The ecology of an upstate New York stream rebounded to its natural state within three years after a small dam was removed, highlighting how quickly aquatic ecosystems can recover, according to a new study.
Water resource managers are increasingly investigating removing dams to restore connectivity and improve aquatic habitats, water quality and fish passage, according to the paper.
"The research demonstrates the resilience of nature to recover from imperiled states," said Jeremy Dietrich '02, M.S. '15, principal aquatic ecologist at the New York State Water Resources Institute (WRI) in the College of Agriculture and Life Sciences (CALS), and lead author of the study appearing June 22 in Ecosphere. "We can show that the potential is there to reproduce these results at other sites," he said.
The findings also suggest that repeating these types of improvements at many sites within a watershed can potentially lead to cumulative benefits on a regional scale, Dietrich said.
Dams alter a stream's or a river's ecology by interrupting the transport of sediments and nutrients from above to below the dam. They also impede the movement of aquatic organisms, including American eels that migrate upstream.
At WRI, Dietrich has collected data from 16 sites across New York state, which he has shared with the New York State Department of Environmental Conservation (NYS DEC). "The DEC is realizing removing small dams can be an easy way to demonstrate powerful, tangible ecological benefits to local stakeholders," Dietrich said.
In the study, the researchers worked with a landowner in the Hudson River Estuary watershed who had a 12-foot dam on her property that had been built in the early 1960s for a water supply reservoir. Each dam has a permit associated with it, and as the structures age they become costly to keep to code, Dietrich said.
"It can generally cost about $1.2 million to fix up a small dam, or you could take it out for about $400,000 and not have to worry about it," he said.
Dietrich developed a monitoring protocol to test the stream's health and gauge recovery. In June 2016, Dietrich collected baseline conditions before the dam was removed. After the dam was removed in September that year, he monitored the stream above the dam to the stream's end in June 2017, 2018, and 2019.
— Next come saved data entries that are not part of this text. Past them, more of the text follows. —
impl AttendanceService {
    pub fn new(
        attendance_repository: AttendanceRepository,
        employee_repository: EmployeeRepository,
        payroll_repository: PayrollRepository,
        leave_repository: LeaveRepository,
    ) -> Self {
        Self {
            attendance_repository,
            employee_repository,
            payroll_repository,
            leave_repository,
        }
    }

    /// Rejects writes for dates covered by a finalized/paid payroll or an
    /// active leave. The payroll check is advisory at this boundary;
    /// finalization is the authoritative gate.
    async fn guard_mutation(
        &self,
        employee_id: Uuid,
        company_id: Uuid,
        date: NaiveDate,
    ) -> Result<(), AppError> {
        if self.payroll_repository.is_date_locked(company_id, date).await? {
            return Err(AppError::LockViolation(format!(
                "Attendance for {} is covered by a finalized payroll",
                date
            )));
        }
        if let Some(leave) = self
            .leave_repository
            .find_blocking_leave(employee_id, date)
            .await?
        {
            return Err(AppError::LockViolation(format!(
                "Attendance for {} overlaps a {} {} leave",
                date, leave.status, leave.leave_type
            )));
        }
        Ok(())
    }

    async fn evaluate_for_employment(
        &self,
        employment: &Employment,
        date: NaiveDate,
        time_in: Option<NaiveTime>,
        time_out: Option<NaiveTime>,
    ) -> Result<AttendanceEvaluation, AppError> {
        let shift = match employment.shift_template_id {
            Some(shift_id) => self.employee_repository.find_shift_template(shift_id).await?,
            None => None,
        };
        let policy = AttendancePolicy::from(employment);
        Ok(evaluate_attendance(
            date,
            time_in,
            time_out,
            shift.as_ref(),
            &policy,
            employment.is_rest_day(date),
        ))
    }

    async fn active_employment(&self, employee_id: Uuid) -> Result<Employment, AppError> {
        self.employee_repository
            .find_active_employment(employee_id)
            .await?
            .ok_or_else(|| {
                AppError::validation(format!("Employee {} has no active employment", employee_id))
            })
    }

    /// Compute-only entry point; no persistence.
    pub async fn compute(
        &self,
        employee_id: Uuid,
        date: NaiveDate,
        time_in: Option<NaiveTime>,
        time_out: Option<NaiveTime>,
    ) -> Result<AttendanceEvaluation, AppError> {
        let employment = self.active_employment(employee_id).await?;
        self.evaluate_for_employment(&employment, date, time_in, time_out)
            .await
    }

    /// Manual store: creates the day's log or replaces its punches.
    pub async fn store(&self, input: AttendanceLogInput) -> Result<AttendanceLog, AppError> {
        let employment = self.active_employment(input.employee_id).await?;
        self.guard_mutation(input.employee_id, employment.company_id, input.log_date)
            .await?;

        let evaluation = self
            .evaluate_for_employment(&employment, input.log_date, input.time_in, input.time_out)
            .await?;

        match self
            .attendance_repository
            .find_by_employee_date(input.employee_id, input.log_date)
            .await?
        {
            Some(existing) => {
                self.attendance_repository
                    .update(existing.id, &evaluation, input.remarks.as_deref())
                    .await
                    .map_err(Into::into)
            }
            None => self
                .attendance_repository
                .insert(
                    input.employee_id,
                    employment.company_id,
                    input.log_date,
                    &evaluation,
                    input.remarks.as_deref(),
                )
                .await
                .map_err(Into::into),
        }
    }

    pub async fn update(
        &self,
        id: Uuid,
        input: AttendanceLogInput,
    ) -> Result<AttendanceLog, AppError> {
        let existing = self
            .attendance_repository
            .find_by_id(id)
            .await?
            .ok_or_else(|| AppError::not_found("Attendance log not found"))?;
        let employment = self.active_employment(existing.employee_id).await?;
        self.guard_mutation(existing.employee_id, existing.company_id, existing.log_date)
            .await?;

        let evaluation = self
            .evaluate_for_employment(&employment, existing.log_date, input.time_in, input.time_out)
            .await?;
        self.attendance_repository
            .update(id, &evaluation, input.remarks.as_deref())
            .await
            .map_err(Into::into)
    }

    pub async fn delete(&self, id: Uuid) -> Result<(), AppError> {
        let existing = self
            .attendance_repository
            .find_by_id(id)
            .await?
            .ok_or_else(|| AppError::not_found("Attendance log not found"))?;
        self.guard_mutation(existing.employee_id, existing.company_id, existing.log_date)
            .await?;
        self.attendance_repository.delete(id).await.map_err(Into::into)
    }

    /// Kiosk punch: first punch of the day records the time-in, the second
    /// records the time-out and re-evaluates the day.
    pub async fn punch(&self, employee_id: Uuid, now: NaiveDateTime) -> Result<AttendanceLog, AppError> {
        let date = now.date();
        let employment = self.active_employment(employee_id).await?;
        self.guard_mutation(employee_id, employment.company_id, date).await?;

        let existing = self
            .attendance_repository
            .find_by_employee_date(employee_id, date)
            .await?;

        let (time_in, time_out) = match &existing {
            None => (Some(now.time()), None),
            Some(log) if log.time_out.is_none() => {
                (log.time_in.map(|t| t.time()), Some(now.time()))
            }
            Some(_) => {
                return Err(AppError::validation(
                    "Attendance for today already has both punches",
                ));
            }
        };

        let evaluation = self
            .evaluate_for_employment(&employment, date, time_in, time_out)
            .await?;

        match existing {
            Some(log) => self
                .attendance_repository
                .update(log.id, &evaluation, log.remarks.as_deref())
                .await
                .map_err(Into::into),
            None => self
                .attendance_repository
                .insert(employee_id, employment.company_id, date, &evaluation, None)
                .await
                .map_err(Into::into),
        }
    }

    /// Bulk import of pre-parsed rows. Fails fast with the offending row's
    /// position; rows already written stay written.
    pub async fn import(
        &self,
        rows: Vec<AttendanceLogInput>,
    ) -> Result<Vec<AttendanceLog>, AppError> {
        let mut saved = Vec::with_capacity(rows.len());
        for (idx, row) in rows.into_iter().enumerate() {
            let log = self.store(row).await.map_err(|err| match err {
                AppError::Validation(msg) => {
                    AppError::Validation(format!("Row {}: {}", idx + 1, msg))
                }
                AppError::LockViolation(msg) => {
                    AppError::LockViolation(format!("Row {}: {}", idx + 1, msg))
                }
                other => other,
            })?;
            saved.push(log);
        }
        Ok(saved)
    }
}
Before the dam was removed, the stream bed sediments above it were sandy and silty. Below it, the stream bed consisted of bedrock, boulders and cobbles. A stream bed's makeup provides important habitat for spawning fish and macroinvertebrates. "The dam creates suboptimal conditions for organisms, and you lose that natural habitat heterogeneity," Dietrich said. But within three years of the dam's removal, the upstream and downstream habitats became almost indistinguishable and the differences in types of macroinvertebrate species living in the upper portion of the stream compared to the lower areas disappeared.
The dam had reduced the water velocity and created a pond above it. That allowed the water to warm, reducing its capacity to hold dissolved oxygen. The pond also collected upstream nutrients from forest runoff, limiting availability below the dam. Removing the dam restored the stream's water flow and movement of nutrients downstream.
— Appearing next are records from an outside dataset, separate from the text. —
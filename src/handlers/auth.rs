use actix_web::{web, HttpResponse};

use crate::database::models::{CreateUserInput, LoginInput, UserInfo};
use crate::error::AppError;
use crate::handlers::shared::ApiResponse;
use crate::services::auth::Claims;
use crate::AppState;

pub async fn register(
    state: web::Data<AppState>,
    input: web::Json<CreateUserInput>,
) -> Result<HttpResponse, AppError> {
    match state.auth_service.register(input.into_inner()).await {
        Ok(response) => Ok(HttpResponse::Created().json(ApiResponse::success(response))),
        Err(err) => {
            log::warn!("Registration failed: {}", err);
            Err(AppError::validation(err.to_string()))
        }
    }
}

pub async fn login(
    state: web::Data<AppState>,
    input: web::Json<LoginInput>,
) -> Result<HttpResponse, AppError> {
    match state.auth_service.login(input.into_inner()).await {
        Ok(response) => Ok(HttpResponse::Ok().json(ApiResponse::success(response))),
        Err(_) => Err(AppError::Unauthorized),
    }
}

pub async fn me(
    claims: Claims,
    state: web::Data<AppState>,
) -> Result<HttpResponse, AppError> {
    let user = state
        .auth_service
        .find_user(claims.user_id())
        .await?
        .ok_or_else(|| AppError::not_found("User not found"))?;

    Ok(HttpResponse::Ok().json(ApiResponse::success(UserInfo::from(user))))
}
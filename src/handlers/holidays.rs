use actix_web::{web, HttpResponse};
use chrono::{Datelike, Utc};
use serde::Deserialize;

use crate::database::models::HolidayInput;
use crate::database::repositories::HolidayRepository;
use crate::error::AppError;
use crate::handlers::shared::ApiResponse;
use crate::services::auth::Claims;

#[derive(Debug, Deserialize)]
#[serde(rename_all = "camelCase")]
pub struct HolidayQuery {
    pub year: Option<i32>,
}

pub async fn get_holidays(
    _claims: Claims,
    repo: web::Data<HolidayRepository>,
    query: web::Query<HolidayQuery>,
) -> Result<HttpResponse, AppError> {
    let year = query.year.unwrap_or_else(|| Utc::now().year());
    let holidays = repo.list_for_year(year).await?;
    Ok(HttpResponse::Ok().json(ApiResponse::success(holidays)))
}

pub async fn create_holiday(
    claims: Claims,
    repo: web::Data<HolidayRepository>,
    input: web::Json<HolidayInput>,
) -> Result<HttpResponse, AppError> {
    if !claims.is_hr_or_admin() {
        return Err(AppError::Forbidden(
            "Only HR can manage the holiday calendar".to_string(),
        ));
    }

    let holiday = repo.create(input.into_inner()).await?;
    Ok(HttpResponse::Created().json(ApiResponse::success(holiday)))
}
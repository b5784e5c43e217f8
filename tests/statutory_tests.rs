mod common;

use pretty_assertions::assert_eq;

use common::{dec, pagibig_tiers, philhealth_config, sss_ladder, statutory_tables, tax_table};
use sweldo_be::services::contributions::{
    calculate_contributions, compute_pagibig, compute_philhealth, compute_sss,
    validate_bracket_tiling,
};
use sweldo_be::services::tax::compute_monthly_tax;

#[test]
fn seeded_tables_tile_the_salary_domain() {
    let domain_end = dec("9999999");
    validate_bracket_tiling(&sss_ladder(), &domain_end).expect("SSS ladder");
    validate_bracket_tiling(&pagibig_tiers(), &domain_end).expect("Pag-IBIG tiers");
    validate_bracket_tiling(&tax_table(), &domain_end).expect("tax table");
}

#[test]
fn sss_shares_follow_the_msc() {
    let ladder = sss_ladder();

    // 15,000 salary sits in the 15,000-MSC bracket: 5% EE, 10% ER, EC at
    // the stepped-up 30 since the MSC reached the boundary.
    let sss = compute_sss(&ladder, &dec("15000")).unwrap();
    assert_eq!(sss.ee, dec("750.00"));
    assert_eq!(sss.er, dec("1500.00"));
    assert_eq!(sss.ec, dec("30.00"));
    assert_eq!(sss.total, &sss.ee + &sss.er + &sss.ec);

    // Just below the bracket edge the MSC and the EC rider both drop.
    let sss = compute_sss(&ladder, &dec("14749.99")).unwrap();
    assert_eq!(sss.msc, dec("14500"));
    assert_eq!(sss.ec, dec("10.00"));
}

#[test]
fn sss_extremes_use_edge_brackets() {
    let ladder = sss_ladder();

    let floor = compute_sss(&ladder, &dec("0")).unwrap();
    assert_eq!(floor.msc, dec("5000"));

    let ceiling = compute_sss(&ladder, &dec("1000000")).unwrap();
    assert_eq!(ceiling.msc, dec("35000"));
}

#[test]
fn philhealth_split_is_half_and_half() {
    let config = philhealth_config();
    let contribution = compute_philhealth(&config, &dec("25000"));

    assert_eq!(contribution.total, dec("1250.00"));
    assert_eq!(contribution.ee, dec("625.00"));
    assert_eq!(contribution.er, dec("625.00"));
    assert_eq!(contribution.total, &contribution.ee + &contribution.er);
}

#[test]
fn pagibig_tiers_and_cap() {
    let tiers = pagibig_tiers();

    let below_threshold = compute_pagibig(&tiers, &dec("1499.99")).unwrap();
    assert_eq!(below_threshold.ee, dec("15.00"));

    let at_threshold = compute_pagibig(&tiers, &dec("1500")).unwrap();
    assert_eq!(at_threshold.ee, dec("30.00"));

    let capped = compute_pagibig(&tiers, &dec("80000")).unwrap();
    assert_eq!(capped.fund_salary, dec("10000"));
    assert_eq!(capped.ee, dec("200.00"));
    assert_eq!(capped.er, dec("200.00"));
}

#[test]
fn full_breakdown_for_a_26000_salary() {
    let tables = statutory_tables();
    let breakdown = calculate_contributions(&tables, &dec("26000")).unwrap();

    assert_eq!(breakdown.sss.msc, dec("26000"));
    assert_eq!(breakdown.sss.ee, dec("1300.00"));
    assert_eq!(breakdown.philhealth.ee, dec("650.00"));
    assert_eq!(breakdown.pagibig.ee, dec("200.00"));
    assert_eq!(breakdown.total_employee_share(), dec("2150.00"));
}

#[test]
fn tax_is_continuous_and_progressive() {
    let table = tax_table();

    assert_eq!(compute_monthly_tax(&table, &dec("20833")), dec("0.00"));

    // One centavo into the next bracket rounds back to zero.
    assert_eq!(compute_monthly_tax(&table, &dec("20833.01")), dec("0.00"));

    // The 26,000-salary scenario: taxable 23,850 after 2,150 in employee
    // shares; 15% of the excess over 20,833.
    assert_eq!(compute_monthly_tax(&table, &dec("23850")), dec("452.55"));

    // Boundary between the 20% and 25% brackets.
    assert_eq!(compute_monthly_tax(&table, &dec("66667")), dec("8541.80"));
    assert_eq!(compute_monthly_tax(&table, &dec("66667.01")), dec("8541.80"));
}

#[test]
fn tax_below_the_table_is_zero_and_above_uses_top_bracket() {
    let table = tax_table();
    assert_eq!(compute_monthly_tax(&table, &dec("0")), dec("0.00"));
    assert_eq!(
        compute_monthly_tax(&table, &dec("2000000")),
        dec("650208.35")
    );
}
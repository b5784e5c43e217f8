use std::future::{ready, Ready};

use actix_web::{
    dev::{forward_ready, Service, ServiceRequest, ServiceResponse, Transform},
    http::header::{HeaderName, HeaderValue},
    Error, HttpMessage,
};
use futures_util::future::LocalBoxFuture;
use uuid::Uuid;

/// Attaches a correlation ID to every request, honoring an incoming
/// X-Correlation-ID header, and echoes it on the response.
pub struct RequestId;

impl<S, B> Transform<S, ServiceRequest> for RequestId
where
    S: Service<ServiceRequest, Response = ServiceResponse<B>, Error = Error>,
    S::Future: 'static,
    B: 'static,
{
    type Response = ServiceResponse<B>;
    type Error = Error;
    type InitError = ();
    type Transform = RequestIdService<S>;
    type Future = Ready<Result<Self::Transform, Self::InitError>>;

    fn new_transform(&self, service: S) -> Self::Future {
        ready(Ok(RequestIdService { service }))
    }
}

pub struct RequestIdService<S> {
    service: S,
}

impl<S, B> Service<ServiceRequest> for RequestIdService<S>
where
    S: Service<ServiceRequest, Response = ServiceResponse<B>, Error = Error>,
    S::Future: 'static,
    B: 'static,
{
    type Response = ServiceResponse<B>;
    type Error = Error;
    type Future = LocalBoxFuture<'static, Result<Self::Response, Self::Error>>;

    forward_ready!(service);

    fn call(&self, req: ServiceRequest) -> Self::Future {
        let correlation_id = req
            .headers()
            .get("X-Correlation-ID")
            .and_then(|h| h.to_str().ok())
            .map(str::to_string)
            .unwrap_or_else(|| Uuid::new_v4().to_string());

        req.extensions_mut().insert(correlation_id.clone());

        let fut = self.service.call(req);
        Box::pin(async move {
            let mut res = fut.await?;
            if let Ok(value) = HeaderValue::from_str(&correlation_id) {
                res.headers_mut()
                    .insert(HeaderName::from_static("x-correlation-id"), value);
            }
            Ok(res)
        })
    }
}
Migrating fish such as juvenile American eel were able to move upstream to access rearing habitat. By the third year after the dam was removed, water quality levels improved significantly within the upstream (former impoundment) area and increased above pre-removal levels within the downstream reach, according to the NYS DEC's Biological Assessment Profile score.
"If you just look at the stream after removal, you wouldn't even have known there was a dam there," Dietrich said.
The study provides a methodological framework for successfully restoring aquatic ecosystems by removing small dams, he said. "I think increasingly people have a need to show good news in a broader media environment of gloom and doom," Dietrich said.
Cornell co-authors include Patrick Sullivan, professor emeritus in the Department of Natural Resources and the Environment (CALS). Other co-authors include Alison Rickard at the University of California, Santa Barbara; Suresh Sethi at Brooklyn College; and Scott Cuppett at the NYS DEC Hudson River Estuary Program.
This research was funded by the NYS WRI and the NYS DEC's Hudson River Estuary Program, with support from the New York State Environmental Protection Fund.